What Houston Needs To Do This Off-Season To Build A Championship Caliber Roster

By: Evan Siegel

The Houston Rockets are among the more difficult NBA franchises to grasp from a managerial perspective. Now former general manager and head coach Daryl Morey and Mike D’Antoni are leaving a roster almost perfectly crafted for their specialties. D’Antoni’s vision of an all-offense no-defense roster was matched by Morey’s outright refusal to bring in a center or even power forward that would ever receive consistent playing time. Now, the Rockets are being led by a new coach with a roster that is not equipped to handle his wholesale changes.

This also comes on the heels of the news that Russell Westbrook is looking to leave Houston after only one season. Trading Westbrook will be difficult for the Rockets as his stock has dropped like a stone. He sits on an albatross of a contract that will pay him over $41 million this coming season. Any team taking on such a lofty number will have to throw the Rockets several lofty salaries themselves, which hardly solves any of the Rockets’ flexibility issues.

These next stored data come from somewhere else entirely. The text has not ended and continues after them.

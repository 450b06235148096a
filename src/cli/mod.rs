//! Command-line parsing shared by the tools

pub mod parser;
pub mod tag_args;

pub use parser::{
    add_chdir_flag, add_dry_run_flag, grok_argv, new_parser, passthrough_args, CommonArgs,
};
pub use tag_args::{Affix, TagVersionArgs};
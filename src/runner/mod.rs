//! External command execution.
//!
//! [`CommandRunner`] owns the run-mode logic (dry-run, tracing, check and
//! capture semantics) and delegates the actual spawn to an [`Executor`]:
//!
//! - [`ProcessExecutor`]: spawns real child processes
//! - [`MockExecutor`]: records invocations and replays scripted outcomes in tests

pub mod mock;
pub mod process;
pub mod trace;

pub use mock::MockExecutor;
pub use process::ProcessExecutor;
pub use trace::{TraceLog, TraceSettings, Tracer};

use std::path::PathBuf;

use tracing::debug;

use crate::error::{Result, ToolError};

/// A command line plus the flags controlling how it is run.
#[derive(Debug, Clone, PartialEq, Eq)]
pub struct Invocation {
    /// Program followed by its arguments; never empty
    pub tokens: Vec<String>,
    /// Fail with `CommandFailed` on non-zero exit
    pub check: bool,
    /// Only print what would run
    pub dry_run: bool,
    /// Collect standard output as text (implies check)
    pub capture_output: bool,
    /// Print a trace line before spawning
    pub show_trace: bool,
    /// Pass-through spawn options
    pub options: SpawnOptions,
}

/// Options handed untouched to the process-spawning facility.
#[derive(Debug, Clone, Default, PartialEq, Eq)]
pub struct SpawnOptions {
    pub current_dir: Option<PathBuf>,
    pub env: Vec<(String, String)>,
}

impl Invocation {
    /// A checked, untraced, wet invocation of `tokens`.
    pub fn new<I, S>(tokens: I) -> Self
    where
        I: IntoIterator<Item = S>,
        S: Into<String>,
    {
        Invocation {
            tokens: tokens.into_iter().map(Into::into).collect(),
            check: true,
            dry_run: false,
            capture_output: false,
            show_trace: false,
            options: SpawnOptions::default(),
        }
    }

    pub fn check(mut self, check: bool) -> Self {
        self.check = check;
        self
    }

    pub fn dry_run(mut self, dry_run: bool) -> Self {
        self.dry_run = dry_run;
        self
    }

    pub fn capture_output(mut self, capture_output: bool) -> Self {
        self.capture_output = capture_output;
        self
    }

    pub fn show_trace(mut self, show_trace: bool) -> Self {
        self.show_trace = show_trace;
        self
    }

    pub fn current_dir(mut self, dir: impl Into<PathBuf>) -> Self {
        self.options.current_dir = Some(dir.into());
        self
    }

    pub fn env(mut self, key: impl Into<String>, value: impl Into<String>) -> Self {
        self.options.env.push((key.into(), value.into()));
        self
    }

    pub fn program(&self) -> &str {
        self.tokens.first().map(String::as_str).unwrap_or_default()
    }

    pub fn command_line(&self) -> String {
        self.tokens.join(" ")
    }
}

/// What came back from running an [`Invocation`].
#[derive(Debug, Clone, PartialEq, Eq)]
pub enum Outcome {
    /// The child was waited on; `None` when killed by a signal
    Exited(Option<i32>),
    /// Standard output of a successful captured run
    Captured(String),
    /// Nothing was spawned
    DryRun,
}

impl Outcome {
    /// Exit status, with a dry run counting as success.
    pub fn status(&self) -> Option<i32> {
        match self {
            Outcome::Exited(code) => *code,
            Outcome::Captured(_) | Outcome::DryRun => Some(0),
        }
    }

    /// Captured output, absent for dry runs and uncaptured commands.
    pub fn into_output(self) -> Option<String> {
        match self {
            Outcome::Captured(text) => Some(text),
            _ => None,
        }
    }
}

/// Spawns a command and reports how it ended.
///
/// Implementations never apply check semantics; [`CommandRunner`] does that.
/// When `capture_output` is set they return [`Outcome::Captured`] on success
/// and [`Outcome::Exited`] with the failing code otherwise.
pub trait Executor {
    fn execute(&self, invocation: &Invocation) -> Result<Outcome>;
}

impl<E: Executor + ?Sized> Executor for &E {
    fn execute(&self, invocation: &Invocation) -> Result<Outcome> {
        (**self).execute(invocation)
    }
}

/// Runs invocations with tracing and dry-run support.
pub struct CommandRunner<E> {
    executor: E,
    tracer: Tracer,
}

impl<E: Executor> CommandRunner<E> {
    pub fn new(executor: E, tracer: Tracer) -> Self {
        CommandRunner { executor, tracer }
    }

    pub fn tracer(&self) -> &Tracer {
        &self.tracer
    }

    pub fn executor(&self) -> &E {
        &self.executor
    }

    /// Run `invocation`.
    ///
    /// # Returns
    /// * `Ok(Outcome::DryRun)` - dry run, nothing spawned
    /// * `Ok(Outcome::Captured(_))` - captured stdout of a successful run
    /// * `Ok(Outcome::Exited(_))` - the child's status (zero when `check` is set)
    /// * `Err(ToolError::CommandFailed)` - non-zero exit under check or capture
    /// * `Err(ToolError::SpawnFailed)` - the program could not be started
    pub fn run(&self, invocation: &Invocation) -> Result<Outcome> {
        if invocation.dry_run {
            self.tracer.emit(format!(
                "{}Would run the following command:",
                trace::message_prefix(true)
            ));
            self.tracer.command(&invocation.tokens, true);
            return Ok(Outcome::DryRun);
        }

        if invocation.show_trace {
            self.tracer.command(&invocation.tokens, false);
        }

        debug!(command = %invocation.command_line(), check = invocation.check, capture = invocation.capture_output, "spawning");
        let outcome = self.executor.execute(invocation)?;
        debug!(?outcome, "command finished");

        match outcome {
            Outcome::Exited(code) if code != Some(0) => {
                if invocation.check || invocation.capture_output {
                    Err(ToolError::command_failed(&invocation.tokens, code))
                } else {
                    Ok(Outcome::Exited(code))
                }
            }
            other => Ok(other),
        }
    }

    /// Run and return captured standard output (`None` in a dry run).
    pub fn capture(&self, invocation: Invocation) -> Result<Option<String>> {
        let outcome = self.run(&invocation.capture_output(true))?;
        Ok(outcome.into_output())
    }

    /// Run without check semantics and return the raw status.
    pub fn status(&self, invocation: Invocation) -> Result<Option<i32>> {
        let outcome = self.run(&invocation.check(false))?;
        Ok(outcome.status())
    }
}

Eric Gordon is also sitting on a large deal that keeps him under contract through the 2023-2024 season. In short, Stephen Silas’s roster is what it is and won’t change much unless the Rockets can acquire several reasonably paid big men in exchange for Westbrook. One potential option could be a deal with the Orlando Magic, who have a logjam in their frontcourt between Aaron Gordon, Nikola Vucevic, and Mo Bamba. A deal centered around Vucevic and Westbrook could give the Rockets the size they are desperate for, and give the Magic their first true name-brand player since Dwight Howard.

A complete teardown is nearly impossible as long as James Harden remains on the books. Trading both Westbrook and Harden is unlikely, but the Rockets are now stuck in the same kind of salary cap dungeon they were in when Morey took over the Rockets, only this time they don’t have his ability to swing Kevin Martin’s contract to the cheap Oklahoma City Thunder for true superstar talent.